[v2,2/2] ext4: fix slow writeback under dioread_nolock and nodelalloc

Message ID 20181215054840.5960-2-xiaoguang.wang@linux.alibaba.com
State New
Headers show
Series
  • [v2,1/2] ext4: try to merge unwritten extents who are also not under io
Related show

Commit Message

Xiaoguang Wang Dec. 15, 2018, 5:48 a.m.
With "nodelalloc", blocks are allocated at the time of writing, and with
"dioread_nolock", these allocated blocks are marked as unwritten as well,
so bh(s) attached to the blocks have BH_Unwritten and BH_Mapped.

Everything looks normal except with "dioread_nolock", all allocated
extents are with EXT4_GET_BLOCKS_PRE_IO, which doesn't allow merging
adjacent extents.

And when it comes to writepages, given the fact that bh marked as
BH_Unwritten, it has to hold a journal handle to process these extents,
but when writepages() prepared a bunch of pages in a mpd, it could only
find one block to map to and submit one page at a time, and loop to the
next page over and over again.

ext4_writepages
  ...
  # starting from the 1st dirty page
  ext4_journal_start_with_reserve
  mpage_prepare_extent_to_map
    # batch up to 2048 dirty pages
  mpage_map_and_submit_extent
    mpage_map_one_extent
      ext4_map_blocks #with EXT4_GET_BLOCKS_IO_CREATE_EXT
        ext4_ext_map_blocks
          ext4_find_extent
            # find an extent with only one block at the offset
          ext4_ext_handle_unwritten_extents
            # try to split due to EXT4_GET_BLOCKS_PRE_IO,
            # but no need to in this case as there is
            # only one block in this extent
    mpage_map_and_submit_buffers
      #submit io for only 1st page
  #start from the 2nd dirty page
  ...

---

Given this is for buffered writes, the nice thing we want from
"dioread_nolock" is that extents are converted from unwritten at endio, so
thus we really don't have to take PRE_IO which is desigend for direct IO
path originally.

With this, we do extent merging in case of "nodelalloc" and writeback
doesn't need to do those extra batching and looping, the performance
number is shown as follows:

mount -o dioread_nolock,nodelalloc /dev/loop0 /mnt/
xfs_io -f -c "pwrite -W 0 1G" $M/foobar

- w/o:
wrote 1073741824/1073741824 bytes at offset 0
1 GiB, 262144 ops; 0:02:27.00 (6.951 MiB/sec and 1779.3791 ops/sec)

- w/
wrote 1073741824/1073741824 bytes at offset 0
1 GiB, 262144 ops; 0:00:06.00 (161.915 MiB/sec and 41450.3184 ops/sec)
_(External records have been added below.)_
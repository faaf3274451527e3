//! Diagnostic infrastructure for error reporting
//!
//! Renders compile errors with source context through codespan-reporting.

use codespan_reporting::diagnostic::{Diagnostic as CsDiagnostic, Label, Severity};
use codespan_reporting::term;
use termcolor::{NoColor, WriteColor};

use crate::compiler::{CfgError, LowerError};
use crate::parser::{CheckError, LexError, ParseError, ParseErrorKind, Span};
use crate::CompileError;

pub use codespan_reporting::files::SimpleFiles;

/// A diagnostic message with source code context
pub struct Diagnostic {
    inner: CsDiagnostic<usize>,
    /// Error code (e.g., "E2001")
    code: Option<&'static str>,
}

impl Diagnostic {
    pub fn new(severity: Severity, message: impl Into<String>) -> Self {
        Diagnostic {
            inner: CsDiagnostic::new(severity).with_message(message),
            code: None,
        }
    }

    pub fn error(message: impl Into<String>) -> Self {
        Self::new(Severity::Error, message)
    }

    pub fn with_code(mut self, code: &'static str) -> Self {
        self.code = Some(code);
        self.inner = self.inner.with_code(code);
        self
    }

    /// Add a primary label (main error location)
    pub fn with_primary_label(mut self, file_id: usize, span: Span, message: impl Into<String>) -> Self {
        let label = Label::primary(file_id, span.start..span.end).with_message(message);
        self.inner.labels.push(label);
        self
    }

    /// Add a secondary label (related location)
    pub fn with_secondary_label(mut self, file_id: usize, span: Span, message: impl Into<String>) -> Self {
        let label = Label::secondary(file_id, span.start..span.end).with_message(message);
        self.inner.labels.push(label);
        self
    }

    pub fn with_note(mut self, note: impl Into<String>) -> Self {
        self.inner.notes.push(note.into());
        self
    }

    pub fn with_help(mut self, help: impl Into<String>) -> Self {
        self.inner.notes.push(format!("help: {}", help.into()));
        self
    }

    pub fn code(&self) -> Option<&'static str> {
        self.code
    }

    pub fn message(&self) -> &str {
        &self.inner.message
    }

    /// Diagnostics for any compile error; lexing can report several at once
    pub fn from_compile_error(error: &CompileError, file_id: usize) -> Vec<Self> {
        match error {
            CompileError::Lex(errors) => errors
                .iter()
                .map(|e| Self::from_lex_error(e, file_id))
                .collect(),
            CompileError::Parse(e) => vec![Self::from_parse_error(e, file_id)],
            CompileError::Check(e) => vec![Self::from_check_error(e, file_id)],
            CompileError::Lower(e) => vec![Self::from_lower_error(e, file_id)],
            CompileError::Cfg(e) => vec![Self::from_cfg_error(e)],
        }
    }

    pub fn from_lex_error(error: &LexError, file_id: usize) -> Self {
        let (code, label) = match error {
            LexError::UnexpectedCharacter { .. } => ("E0001", "unexpected character"),
            LexError::UnterminatedString { .. } => ("E0002", "string starts here"),
            LexError::InvalidNumber { .. } => ("E0003", "invalid number"),
            LexError::InvalidEscape { .. } => ("E0004", "unknown escape"),
        };
        Diagnostic::error(error.to_string())
            .with_code(code)
            .with_primary_label(file_id, error.span(), label)
    }

    pub fn from_parse_error(error: &ParseError, file_id: usize) -> Self {
        let (code, label) = match &error.kind {
            ParseErrorKind::UnexpectedToken { .. } => ("E1001", "unexpected token"),
            ParseErrorKind::UnexpectedEof { .. } => ("E1002", "input ends here"),
            ParseErrorKind::InvalidSyntax { .. } => ("E1003", "invalid syntax"),
            ParseErrorKind::ParserLimitExceeded { .. } => ("E1004", "nesting too deep"),
        };
        Diagnostic::error(error.message.clone())
            .with_code(code)
            .with_primary_label(file_id, error.span, label)
    }

    pub fn from_check_error(error: &CheckError, file_id: usize) -> Self {
        use CheckError::*;

        let label = match error {
            DuplicateSymbol { .. } | FunctionRedefinition { .. } => "redefined here".to_string(),
            UndefinedName { .. } => "not found in this scope".to_string(),
            NotAFunction { .. } => "cannot be called".to_string(),
            FunctionAsValue { .. } => "function used as a value".to_string(),
            ArgumentCount { .. } => "incorrect number of arguments".to_string(),
            TypeMismatch { expected, actual, .. } | ReturnMismatch { expected, actual, .. } => {
                format!("expected '{}', found '{}'", expected, actual)
            }
            InvalidOperand { op, .. } => format!("invalid operand for '{}'", op),
            NonScalarCondition { .. } => "not a scalar".to_string(),
            VoidValue { .. } => "void value used here".to_string(),
            VoidVariable { .. } => "declared void".to_string(),
            UndefinedPrototype { .. } => "declared here".to_string(),
            ConflictingDeclaration { .. } => "conflicts with an earlier declaration".to_string(),
            NonConstantInitializer { .. } => "not a constant".to_string(),
            ArrayInitializer { .. } => "initializer not allowed".to_string(),
        };

        let mut diag = Diagnostic::error(error.to_string())
            .with_code(error.code())
            .with_primary_label(file_id, error.span(), label);

        if let Some(original) = error.related_span() {
            diag = diag.with_secondary_label(file_id, original, "first defined here");
        }
        match error {
            UndefinedPrototype { .. } => diag.with_help("add a definition or declare the function 'extern'"),
            NonConstantInitializer { .. } => {
                diag.with_note("global initializers must be integer or character literals")
            }
            _ => diag,
        }
    }

    pub fn from_lower_error(error: &LowerError, file_id: usize) -> Self {
        let diag = Diagnostic::error(error.to_string()).with_code(error.code());
        match error {
            LowerError::NotAnLvalue { span } => {
                diag.with_primary_label(file_id, *span, "cannot be assigned to")
            }
            LowerError::Unimplemented { span, .. } => diag
                .with_primary_label(file_id, *span, "not supported yet")
                .with_note("the program type checks, but this construct cannot be lowered"),
            LowerError::Internal { .. } | LowerError::Cfg(_) => {
                diag.with_note("this is a compiler bug")
            }
        }
    }

    pub fn from_cfg_error(error: &CfgError) -> Self {
        Diagnostic::error(error.to_string())
            .with_code("E3004")
            .with_note("this is a compiler bug")
    }

    /// Write the diagnostic to `writer`
    pub fn emit(
        &self,
        writer: &mut dyn WriteColor,
        files: &SimpleFiles<String, String>,
    ) -> Result<(), codespan_reporting::files::Error> {
        let config = term::Config::default();
        term::emit(writer, &config, files, &self.inner)
    }

    /// Render without color
    pub fn render(&self, files: &SimpleFiles<String, String>) -> Result<String, codespan_reporting::files::Error> {
        let mut writer = NoColor::new(Vec::new());
        self.emit(&mut writer, files)?;
        Ok(String::from_utf8_lossy(&writer.into_inner()).into_owned())
    }

    /// Get the underlying codespan diagnostic
    pub fn inner(&self) -> &CsDiagnostic<usize> {
        &self.inner
    }
}

/// Create a file database holding one source file (id 0)
pub fn create_files(name: impl Into<String>, source: impl Into<String>) -> SimpleFiles<String, String> {
    let mut files = SimpleFiles::new();
    files.add(name.into(), source.into());
    files
}
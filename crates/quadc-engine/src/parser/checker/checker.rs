//! Type checker
//!
//! Walks the AST once in source order. Names must be declared before use.
//! Results are recorded in an [`Analysis`] keyed by [`NodeId`]:
//! - the type of every expression,
//! - the symbol every identifier, declarator, parameter and function binds to,
//! - implicit casts (int/char conversions, array decay),
//! - the scope opened by every function and block.

use super::error::CheckError;
use super::symbols::{ScopeId, ScopeKind, SymbolId, SymbolKind, SymbolTable};
use crate::parser::ast::*;
use crate::parser::interner::Interner;
use crate::parser::types::{Type, TypeContext, TypeId};
use crate::parser::Span;
use log::debug;
use rustc_hash::FxHashMap;

/// An implicit conversion applied to an expression's value
#[derive(Debug, Clone, Copy, PartialEq, Eq)]
pub struct Coercion {
    pub from: TypeId,
    pub to: TypeId,
}

/// Side tables produced by the checker
#[derive(Debug, Clone, Default)]
pub struct Analysis {
    expr_types: FxHashMap<NodeId, TypeId>,
    bindings: FxHashMap<NodeId, SymbolId>,
    coercions: FxHashMap<NodeId, Coercion>,
    scopes: FxHashMap<NodeId, ScopeId>,
    constants: FxHashMap<NodeId, i64>,
}

impl Analysis {
    /// Type of an expression before any coercion
    pub fn type_of(&self, id: NodeId) -> Option<TypeId> {
        self.expr_types.get(&id).copied()
    }

    /// Symbol bound by an identifier, call, declarator, parameter or function
    pub fn binding(&self, id: NodeId) -> Option<SymbolId> {
        self.bindings.get(&id).copied()
    }

    pub fn coercion(&self, id: NodeId) -> Option<Coercion> {
        self.coercions.get(&id).copied()
    }

    /// Scope opened by a function or block
    pub fn scope_of(&self, id: NodeId) -> Option<ScopeId> {
        self.scopes.get(&id).copied()
    }

    /// Folded initializer of a global declarator
    pub fn constant(&self, id: NodeId) -> Option<i64> {
        self.constants.get(&id).copied()
    }

    pub fn coercion_count(&self) -> usize {
        self.coercions.len()
    }
}

/// Everything the checker hands to lowering
#[derive(Debug, Clone)]
pub struct CheckOutput {
    pub types: TypeContext,
    pub symbols: SymbolTable,
    pub analysis: Analysis,
}

/// Type checker
pub struct TypeChecker<'a> {
    interner: &'a Interner,
    types: TypeContext,
    symbols: SymbolTable,
    analysis: Analysis,
    /// Innermost open scope
    scope: ScopeId,
    /// Return type of the function being checked
    return_type: TypeId,
    /// First prototype site of every function, for the undefined-prototype check
    prototypes: Vec<(SymbolId, Span)>,
}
Signed-off-by: Liu Bo <bo.liu@linux.alibaba.com>
Signed-off-by: Xiaoguang Wang <xiaoguang.wang@linux.alibaba.com>
---
 fs/ext4/extents.c | 6 +++++-
 fs/ext4/inode.c   | 2 +-
 2 files changed, 6 insertions(+), 2 deletions(-)

Comments

Theodore Y. Ts'o Jan. 23, 2019, 6:27 a.m. | #1
On Sat, Dec 15, 2018 at 01:48:40PM +0800, Xiaoguang Wang wrote:
> With "nodelalloc", blocks are allocated at the time of writing, and with
> "dioread_nolock", these allocated blocks are marked as unwritten as well,
> so bh(s) attached to the blocks have BH_Unwritten and BH_Mapped.

I've been looking at your patches, and it seems that a simpler way,
perhaps more maintainable approach in the long term is to change how
we write to newly allocated blocks.  Today, we have two ways of doing
this:

1) In the dioread_nolock case, we allocate blocks, insert an entry in
the extent tree with the blocks marked uninitialized, write the
blocks, and then mark the blocks initialized.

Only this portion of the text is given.